**Dataset entries:**
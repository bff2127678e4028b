// Redis adapter for the memory store seam.
//
// One ConnectionManager shared by clone; every call clones it, which is the
// redis crate's intended multiplexing pattern.

use redis::aio::ConnectionManager;
use redis::AsyncCommands;

use super::{KeyValueStore, StoreError};

pub struct RedisStore {
    conn: ConnectionManager,
}

impl RedisStore {
    pub async fn connect(url: &str) -> Result<Self, StoreError> {
        let client = redis::Client::open(url).map_err(|e| StoreError::Connect(format!("{url}: {e}")))?;
        let conn = client
            .get_connection_manager()
            .await
            .map_err(|e| StoreError::Connect(format!("{url}: {e}")))?;
        Ok(Self { conn })
    }
}

fn command_err(e: redis::RedisError) -> StoreError {
    StoreError::Command(e.to_string())
}

#[async_trait::async_trait]
impl KeyValueStore for RedisStore {
    async fn get(&self, key: &str) -> Result<Option<String>, StoreError> {
        let mut conn = self.conn.clone();
        conn.get(key).await.map_err(command_err)
    }

    async fn set(&self, key: &str, value: &str) -> Result<(), StoreError> {
        let mut conn = self.conn.clone();
        conn.set::<_, _, ()>(key, value).await.map_err(command_err)
    }

    async fn set_if_absent(&self, key: &str, value: &str) -> Result<bool, StoreError> {
        let mut conn = self.conn.clone();
        conn.set_nx(key, value).await.map_err(command_err)
    }

    async fn set_if_present(&self, key: &str, value: &str) -> Result<bool, StoreError> {
        let mut conn = self.conn.clone();
        let reply: Option<String> = redis::cmd("SET")
            .arg(key)
            .arg(value)
            .arg("XX")
            .query_async(&mut conn)
            .await
            .map_err(command_err)?;
        Ok(reply.is_some())
    }

    async fn set_many(&self, pairs: &[(String, String)]) -> Result<(), StoreError> {
        if pairs.is_empty() {
            return Ok(());
        }
        let mut conn = self.conn.clone();
        let mut cmd = redis::cmd("MSET");
        for (key, value) in pairs {
            cmd.arg(key).arg(value);
        }
        cmd.query_async::<()>(&mut conn).await.map_err(command_err)
    }

    async fn get_many(&self, keys: &[String]) -> Result<Vec<Option<String>>, StoreError> {
        if keys.is_empty() {
            return Ok(Vec::new());
        }
        let mut conn = self.conn.clone();
        let mut cmd = redis::cmd("MGET");
        for key in keys {
            cmd.arg(key);
        }
        cmd.query_async(&mut conn).await.map_err(command_err)
    }

    async fn scan_keys(&self, pattern: &str) -> Result<Vec<String>, StoreError> {
        let mut conn = self.conn.clone();
        conn.keys(pattern).await.map_err(command_err)
    }

    async fn delete(&self, keys: &[String]) -> Result<u64, StoreError> {
        if keys.is_empty() {
            return Ok(0);
        }
        let mut conn = self.conn.clone();
        let mut cmd = redis::cmd("DEL");
        for key in keys {
            cmd.arg(key);
        }
        cmd.query_async(&mut conn).await.map_err(command_err)
    }

    async fn push_back(&self, key: &str, value: &str) -> Result<(), StoreError> {
        let mut conn = self.conn.clone();
        conn.rpush::<_, _, ()>(key, value).await.map_err(command_err)
    }

    async fn list_range(&self, key: &str, start: isize, stop: isize) -> Result<Vec<String>, StoreError> {
        let mut conn = self.conn.clone();
        conn.lrange(key, start, stop).await.map_err(command_err)
    }

    async fn list_trim(&self, key: &str, start: isize, stop: isize) -> Result<(), StoreError> {
        let mut conn = self.conn.clone();
        conn.ltrim::<_, ()>(key, start, stop).await.map_err(command_err)
    }
}
// In-memory implementation of the event store seam.

use serde_json::Value;
use std::sync::{Arc, Mutex};

use super::{EventDbError, EventStore, StoredEvent};

#[derive(Default, Clone)]
pub struct MemoryEventStore {
    inner: Arc<Mutex<Inner>>,
}

#[derive(Default)]
struct Inner {
    contents: Vec<Value>,
    events: Vec<StoredEvent>,
}

impl MemoryEventStore {
    pub fn new() -> Self {
        Self::default()
    }

    /// Snapshot of the stored base events, in insertion order.
    pub fn events(&self) -> Vec<StoredEvent> {
        self.inner.lock().expect("event store poisoned").events.clone()
    }

    /// Snapshot of the stored content documents, in insertion order.
    pub fn contents(&self) -> Vec<Value> {
        self.inner.lock().expect("event store poisoned").contents.clone()
    }
}

#[async_trait::async_trait]
impl EventStore for MemoryEventStore {
    async fn insert_contents(&self, contents: Vec<Value>) -> Result<Vec<String>, EventDbError> {
        let mut inner = self.inner.lock().expect("event store poisoned");
        let mut ids = Vec::with_capacity(contents.len());
        for content in contents {
            ids.push(format!("content-{}", inner.contents.len()));
            inner.contents.push(content);
        }
        Ok(ids)
    }

    async fn insert_events(&self, events: Vec<StoredEvent>) -> Result<(), EventDbError> {
        self.inner.lock().expect("event store poisoned").events.extend(events);
        Ok(())
    }
}

#[cfg(test)]
mod tests {
    use super::*;
    use serde_json::json;

    #[tokio::test]
    async fn test_content_ids_are_returned_in_order() {
        let store = MemoryEventStore::new();
        let ids = store
            .insert_contents(vec![json!({"n": 1}), json!({"n": 2})])
            .await
            .unwrap();
        assert_eq!(ids, vec!["content-0", "content-1"]);

        let more = store.insert_contents(vec![json!({"n": 3})]).await.unwrap();
        assert_eq!(more, vec!["content-2"]);
        assert_eq!(store.contents().len(), 3);
    }
}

**Work request:** Please print verbatim each line from the first line of the entries above to the line that contains "async fn get(&self, key: &str)", inclusive, and nothing more.

**Solution to this problem:**
repository bff2127678e4028b
// Redis adapter for the memory store seam.
//
// One ConnectionManager shared by clone; every call clones it, which is the
// redis crate's intended multiplexing pattern.

use redis::aio::ConnectionManager;
use redis::AsyncCommands;

use super::{KeyValueStore, StoreError};

pub struct RedisStore {
    conn: ConnectionManager,
}

impl RedisStore {
    pub async fn connect(url: &str) -> Result<Self, StoreError> {
        let client = redis::Client::open(url).map_err(|e| StoreError::Connect(format!("{url}: {e}")))?;
        let conn = client
            .get_connection_manager()
            .await
            .map_err(|e| StoreError::Connect(format!("{url}: {e}")))?;
        Ok(Self { conn })
    }
}

fn command_err(e: redis::RedisError) -> StoreError {
    StoreError::Command(e.to_string())
}

#[async_trait::async_trait]
impl KeyValueStore for RedisStore {
    async fn get(&self, key: &str) -> Result<Option<String>, StoreError> {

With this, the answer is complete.